Task prompt
A single number is the answer: how many lines of the entries contain the word "impl"?

Input records
# # # # # # #

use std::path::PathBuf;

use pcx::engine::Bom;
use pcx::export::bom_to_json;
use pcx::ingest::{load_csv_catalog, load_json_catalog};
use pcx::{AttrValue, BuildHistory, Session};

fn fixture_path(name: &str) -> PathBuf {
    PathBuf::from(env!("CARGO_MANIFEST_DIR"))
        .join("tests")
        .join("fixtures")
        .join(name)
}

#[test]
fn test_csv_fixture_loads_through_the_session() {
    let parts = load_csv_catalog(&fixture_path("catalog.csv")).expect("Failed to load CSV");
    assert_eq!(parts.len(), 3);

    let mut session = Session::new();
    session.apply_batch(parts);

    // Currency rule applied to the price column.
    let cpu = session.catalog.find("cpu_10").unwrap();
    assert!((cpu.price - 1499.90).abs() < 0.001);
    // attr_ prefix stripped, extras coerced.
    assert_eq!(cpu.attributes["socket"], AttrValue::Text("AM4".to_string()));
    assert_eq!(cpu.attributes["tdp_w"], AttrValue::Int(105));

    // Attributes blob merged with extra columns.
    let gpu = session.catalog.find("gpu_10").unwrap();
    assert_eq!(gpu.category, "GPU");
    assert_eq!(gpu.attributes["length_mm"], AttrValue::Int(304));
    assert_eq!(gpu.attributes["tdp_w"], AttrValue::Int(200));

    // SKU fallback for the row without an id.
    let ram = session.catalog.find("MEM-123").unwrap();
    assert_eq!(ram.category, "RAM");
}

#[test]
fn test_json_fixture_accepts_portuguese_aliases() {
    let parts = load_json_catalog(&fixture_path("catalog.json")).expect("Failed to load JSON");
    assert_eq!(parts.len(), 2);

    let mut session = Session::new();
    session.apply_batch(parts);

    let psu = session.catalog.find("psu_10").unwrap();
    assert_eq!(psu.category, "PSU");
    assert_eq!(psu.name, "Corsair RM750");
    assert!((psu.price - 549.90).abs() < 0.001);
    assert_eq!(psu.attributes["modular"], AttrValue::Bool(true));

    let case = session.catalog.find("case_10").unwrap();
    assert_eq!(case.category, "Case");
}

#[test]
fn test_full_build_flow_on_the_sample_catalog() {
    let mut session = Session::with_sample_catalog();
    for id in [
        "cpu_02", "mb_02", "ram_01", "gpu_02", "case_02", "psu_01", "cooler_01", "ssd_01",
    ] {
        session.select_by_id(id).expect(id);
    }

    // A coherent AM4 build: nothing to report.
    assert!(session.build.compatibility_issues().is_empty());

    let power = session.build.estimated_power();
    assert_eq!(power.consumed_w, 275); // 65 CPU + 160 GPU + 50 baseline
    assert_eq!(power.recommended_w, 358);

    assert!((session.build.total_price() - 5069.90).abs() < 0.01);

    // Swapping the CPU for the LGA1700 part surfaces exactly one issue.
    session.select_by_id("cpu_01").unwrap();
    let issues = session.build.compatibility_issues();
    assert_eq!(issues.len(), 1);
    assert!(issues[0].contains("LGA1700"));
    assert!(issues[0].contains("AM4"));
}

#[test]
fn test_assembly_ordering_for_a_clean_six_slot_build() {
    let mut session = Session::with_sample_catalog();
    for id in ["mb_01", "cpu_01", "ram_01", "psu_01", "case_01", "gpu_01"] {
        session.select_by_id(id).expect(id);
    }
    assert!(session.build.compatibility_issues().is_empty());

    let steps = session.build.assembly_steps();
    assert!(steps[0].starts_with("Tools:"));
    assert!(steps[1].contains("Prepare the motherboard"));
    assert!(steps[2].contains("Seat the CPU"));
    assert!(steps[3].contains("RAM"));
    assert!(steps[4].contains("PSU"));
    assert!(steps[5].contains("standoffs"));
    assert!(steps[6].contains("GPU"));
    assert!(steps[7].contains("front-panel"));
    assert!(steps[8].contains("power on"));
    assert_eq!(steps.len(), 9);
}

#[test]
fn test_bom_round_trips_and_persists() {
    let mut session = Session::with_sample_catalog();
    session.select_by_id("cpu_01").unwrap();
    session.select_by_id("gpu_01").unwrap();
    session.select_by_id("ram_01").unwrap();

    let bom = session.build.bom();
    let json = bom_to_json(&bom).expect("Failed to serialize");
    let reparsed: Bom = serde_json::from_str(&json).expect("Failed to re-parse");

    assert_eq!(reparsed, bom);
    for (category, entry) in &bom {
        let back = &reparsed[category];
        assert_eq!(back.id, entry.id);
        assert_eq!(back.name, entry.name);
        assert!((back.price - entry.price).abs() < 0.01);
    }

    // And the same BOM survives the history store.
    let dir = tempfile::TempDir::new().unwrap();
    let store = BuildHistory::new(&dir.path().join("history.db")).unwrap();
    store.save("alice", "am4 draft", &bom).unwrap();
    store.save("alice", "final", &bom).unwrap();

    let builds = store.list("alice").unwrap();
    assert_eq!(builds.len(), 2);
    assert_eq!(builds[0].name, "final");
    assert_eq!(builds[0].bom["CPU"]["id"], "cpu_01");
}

# # # # # # #

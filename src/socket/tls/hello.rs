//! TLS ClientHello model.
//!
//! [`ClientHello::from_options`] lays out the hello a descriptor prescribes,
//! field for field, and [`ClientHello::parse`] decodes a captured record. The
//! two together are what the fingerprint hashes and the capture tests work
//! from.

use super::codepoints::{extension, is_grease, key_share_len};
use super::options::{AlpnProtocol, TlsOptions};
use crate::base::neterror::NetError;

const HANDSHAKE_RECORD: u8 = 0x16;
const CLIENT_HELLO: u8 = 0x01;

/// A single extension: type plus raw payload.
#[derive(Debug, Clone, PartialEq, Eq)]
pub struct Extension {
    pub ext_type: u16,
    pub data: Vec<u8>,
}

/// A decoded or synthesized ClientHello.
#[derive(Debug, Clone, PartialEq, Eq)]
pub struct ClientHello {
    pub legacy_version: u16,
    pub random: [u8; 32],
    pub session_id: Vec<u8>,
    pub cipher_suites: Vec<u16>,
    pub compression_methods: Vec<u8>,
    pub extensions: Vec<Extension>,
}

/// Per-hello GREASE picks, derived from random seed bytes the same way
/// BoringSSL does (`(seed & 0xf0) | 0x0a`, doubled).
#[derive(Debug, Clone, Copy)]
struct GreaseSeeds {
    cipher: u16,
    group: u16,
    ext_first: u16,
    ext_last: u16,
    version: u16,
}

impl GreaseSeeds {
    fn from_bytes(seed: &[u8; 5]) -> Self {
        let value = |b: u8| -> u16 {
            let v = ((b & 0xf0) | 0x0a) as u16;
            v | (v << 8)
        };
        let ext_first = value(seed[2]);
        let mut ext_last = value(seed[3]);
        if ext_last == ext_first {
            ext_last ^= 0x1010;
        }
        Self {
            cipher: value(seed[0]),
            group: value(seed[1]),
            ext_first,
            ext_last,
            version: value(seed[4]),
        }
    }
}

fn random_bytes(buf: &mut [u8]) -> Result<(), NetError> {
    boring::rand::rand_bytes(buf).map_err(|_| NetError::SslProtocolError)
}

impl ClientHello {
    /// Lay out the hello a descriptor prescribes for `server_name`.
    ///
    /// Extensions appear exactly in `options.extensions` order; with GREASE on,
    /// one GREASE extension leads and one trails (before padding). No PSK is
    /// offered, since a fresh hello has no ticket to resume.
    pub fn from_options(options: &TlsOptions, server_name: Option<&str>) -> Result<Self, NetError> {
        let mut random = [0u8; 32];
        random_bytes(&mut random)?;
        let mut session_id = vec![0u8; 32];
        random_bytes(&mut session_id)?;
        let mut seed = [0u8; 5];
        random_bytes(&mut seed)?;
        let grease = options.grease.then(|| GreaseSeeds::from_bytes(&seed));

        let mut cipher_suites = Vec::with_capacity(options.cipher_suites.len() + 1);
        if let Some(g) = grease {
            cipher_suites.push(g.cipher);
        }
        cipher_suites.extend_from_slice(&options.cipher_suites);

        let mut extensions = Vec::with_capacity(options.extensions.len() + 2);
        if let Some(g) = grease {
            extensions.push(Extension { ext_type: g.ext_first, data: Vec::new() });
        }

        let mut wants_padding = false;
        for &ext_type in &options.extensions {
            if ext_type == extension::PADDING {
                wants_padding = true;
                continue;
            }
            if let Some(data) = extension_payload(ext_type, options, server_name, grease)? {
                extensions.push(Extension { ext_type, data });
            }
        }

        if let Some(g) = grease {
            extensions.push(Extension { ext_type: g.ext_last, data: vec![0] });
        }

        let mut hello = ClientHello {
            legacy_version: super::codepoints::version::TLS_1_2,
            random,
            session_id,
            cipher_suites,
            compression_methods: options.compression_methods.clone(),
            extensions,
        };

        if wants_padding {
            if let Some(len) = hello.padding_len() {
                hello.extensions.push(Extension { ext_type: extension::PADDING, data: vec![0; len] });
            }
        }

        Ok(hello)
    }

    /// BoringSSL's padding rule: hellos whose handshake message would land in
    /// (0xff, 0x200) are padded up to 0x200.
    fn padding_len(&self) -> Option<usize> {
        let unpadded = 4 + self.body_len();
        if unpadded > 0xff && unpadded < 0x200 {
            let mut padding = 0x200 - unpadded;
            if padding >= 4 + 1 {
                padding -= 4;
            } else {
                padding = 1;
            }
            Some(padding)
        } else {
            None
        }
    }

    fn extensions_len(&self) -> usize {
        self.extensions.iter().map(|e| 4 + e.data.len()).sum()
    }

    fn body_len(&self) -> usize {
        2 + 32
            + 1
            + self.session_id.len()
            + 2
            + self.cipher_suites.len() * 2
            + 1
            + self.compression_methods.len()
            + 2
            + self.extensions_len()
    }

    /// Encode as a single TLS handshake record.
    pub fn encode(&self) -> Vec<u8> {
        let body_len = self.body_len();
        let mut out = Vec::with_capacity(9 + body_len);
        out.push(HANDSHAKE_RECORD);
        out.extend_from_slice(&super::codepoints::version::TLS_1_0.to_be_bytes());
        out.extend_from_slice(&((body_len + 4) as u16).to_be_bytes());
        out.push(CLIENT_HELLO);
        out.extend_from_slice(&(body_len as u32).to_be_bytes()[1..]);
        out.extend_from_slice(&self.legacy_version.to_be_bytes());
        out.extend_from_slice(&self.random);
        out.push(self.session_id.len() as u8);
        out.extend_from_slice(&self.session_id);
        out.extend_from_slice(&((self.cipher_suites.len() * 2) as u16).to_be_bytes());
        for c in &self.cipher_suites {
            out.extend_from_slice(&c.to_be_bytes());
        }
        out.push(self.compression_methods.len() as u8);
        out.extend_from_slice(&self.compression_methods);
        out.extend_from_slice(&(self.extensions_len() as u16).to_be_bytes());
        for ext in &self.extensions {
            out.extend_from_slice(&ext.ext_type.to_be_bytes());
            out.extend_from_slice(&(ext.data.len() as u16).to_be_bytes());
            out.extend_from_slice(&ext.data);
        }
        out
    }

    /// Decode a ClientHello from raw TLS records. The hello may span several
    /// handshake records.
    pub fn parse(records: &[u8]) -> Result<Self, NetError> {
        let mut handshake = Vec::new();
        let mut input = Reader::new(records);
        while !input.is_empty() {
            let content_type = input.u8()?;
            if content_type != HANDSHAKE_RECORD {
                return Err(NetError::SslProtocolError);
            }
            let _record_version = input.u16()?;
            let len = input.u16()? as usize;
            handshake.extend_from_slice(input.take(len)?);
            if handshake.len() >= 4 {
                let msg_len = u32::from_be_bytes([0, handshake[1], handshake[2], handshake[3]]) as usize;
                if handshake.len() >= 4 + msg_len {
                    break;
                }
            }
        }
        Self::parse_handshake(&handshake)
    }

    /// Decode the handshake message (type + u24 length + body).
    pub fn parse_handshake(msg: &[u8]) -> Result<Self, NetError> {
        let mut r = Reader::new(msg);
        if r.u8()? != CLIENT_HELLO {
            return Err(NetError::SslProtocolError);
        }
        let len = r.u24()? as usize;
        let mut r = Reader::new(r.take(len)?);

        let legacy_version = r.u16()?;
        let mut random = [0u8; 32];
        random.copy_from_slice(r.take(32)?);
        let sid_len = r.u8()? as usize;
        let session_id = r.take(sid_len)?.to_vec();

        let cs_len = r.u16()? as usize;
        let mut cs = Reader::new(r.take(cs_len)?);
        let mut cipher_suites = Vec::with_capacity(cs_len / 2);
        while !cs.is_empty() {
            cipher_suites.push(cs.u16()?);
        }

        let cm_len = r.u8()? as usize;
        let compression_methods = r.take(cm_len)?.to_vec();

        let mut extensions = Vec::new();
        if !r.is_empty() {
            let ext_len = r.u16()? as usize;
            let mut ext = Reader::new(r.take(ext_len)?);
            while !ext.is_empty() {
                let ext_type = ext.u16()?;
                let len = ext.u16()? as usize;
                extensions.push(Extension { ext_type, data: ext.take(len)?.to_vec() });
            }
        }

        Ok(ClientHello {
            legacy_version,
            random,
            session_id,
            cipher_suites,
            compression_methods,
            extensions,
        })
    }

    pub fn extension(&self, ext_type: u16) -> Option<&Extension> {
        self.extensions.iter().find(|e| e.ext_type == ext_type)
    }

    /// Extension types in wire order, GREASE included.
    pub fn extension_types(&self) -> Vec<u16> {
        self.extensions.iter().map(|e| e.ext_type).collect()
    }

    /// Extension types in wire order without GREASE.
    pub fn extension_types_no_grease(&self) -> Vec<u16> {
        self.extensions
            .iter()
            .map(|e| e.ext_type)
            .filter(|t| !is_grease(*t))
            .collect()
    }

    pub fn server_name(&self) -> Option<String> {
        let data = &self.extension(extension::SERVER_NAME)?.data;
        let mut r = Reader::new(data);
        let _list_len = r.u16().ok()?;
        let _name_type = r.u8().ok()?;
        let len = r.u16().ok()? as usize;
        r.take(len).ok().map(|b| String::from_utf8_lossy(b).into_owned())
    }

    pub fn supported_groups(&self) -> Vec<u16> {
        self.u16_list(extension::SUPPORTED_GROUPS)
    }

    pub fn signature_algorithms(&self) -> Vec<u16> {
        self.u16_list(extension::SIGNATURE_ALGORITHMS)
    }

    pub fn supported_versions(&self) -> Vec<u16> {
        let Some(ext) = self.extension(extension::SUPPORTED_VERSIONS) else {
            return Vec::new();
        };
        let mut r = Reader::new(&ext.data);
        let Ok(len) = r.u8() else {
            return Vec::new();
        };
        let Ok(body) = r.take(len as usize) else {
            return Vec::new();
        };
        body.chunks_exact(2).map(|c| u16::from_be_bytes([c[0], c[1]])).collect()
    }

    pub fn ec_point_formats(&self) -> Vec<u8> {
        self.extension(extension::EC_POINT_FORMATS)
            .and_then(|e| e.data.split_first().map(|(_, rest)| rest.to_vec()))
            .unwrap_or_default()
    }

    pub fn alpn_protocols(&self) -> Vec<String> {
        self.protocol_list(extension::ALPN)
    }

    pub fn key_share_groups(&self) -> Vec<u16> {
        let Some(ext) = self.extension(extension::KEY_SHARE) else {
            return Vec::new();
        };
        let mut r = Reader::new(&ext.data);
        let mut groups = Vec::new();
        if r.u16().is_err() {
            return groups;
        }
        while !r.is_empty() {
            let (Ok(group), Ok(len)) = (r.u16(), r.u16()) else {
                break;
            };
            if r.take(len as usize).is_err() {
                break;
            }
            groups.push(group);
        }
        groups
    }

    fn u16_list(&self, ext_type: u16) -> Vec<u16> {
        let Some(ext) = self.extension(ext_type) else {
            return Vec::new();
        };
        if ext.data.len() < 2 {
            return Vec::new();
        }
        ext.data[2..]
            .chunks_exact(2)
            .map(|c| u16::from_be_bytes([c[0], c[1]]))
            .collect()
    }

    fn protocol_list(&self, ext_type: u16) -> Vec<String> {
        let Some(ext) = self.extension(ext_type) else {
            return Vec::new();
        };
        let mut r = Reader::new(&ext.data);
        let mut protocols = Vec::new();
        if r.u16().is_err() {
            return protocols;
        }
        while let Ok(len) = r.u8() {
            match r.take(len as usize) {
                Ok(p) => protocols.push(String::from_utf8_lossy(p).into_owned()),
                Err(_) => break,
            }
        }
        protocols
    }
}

# # # # # # #

Task answer
2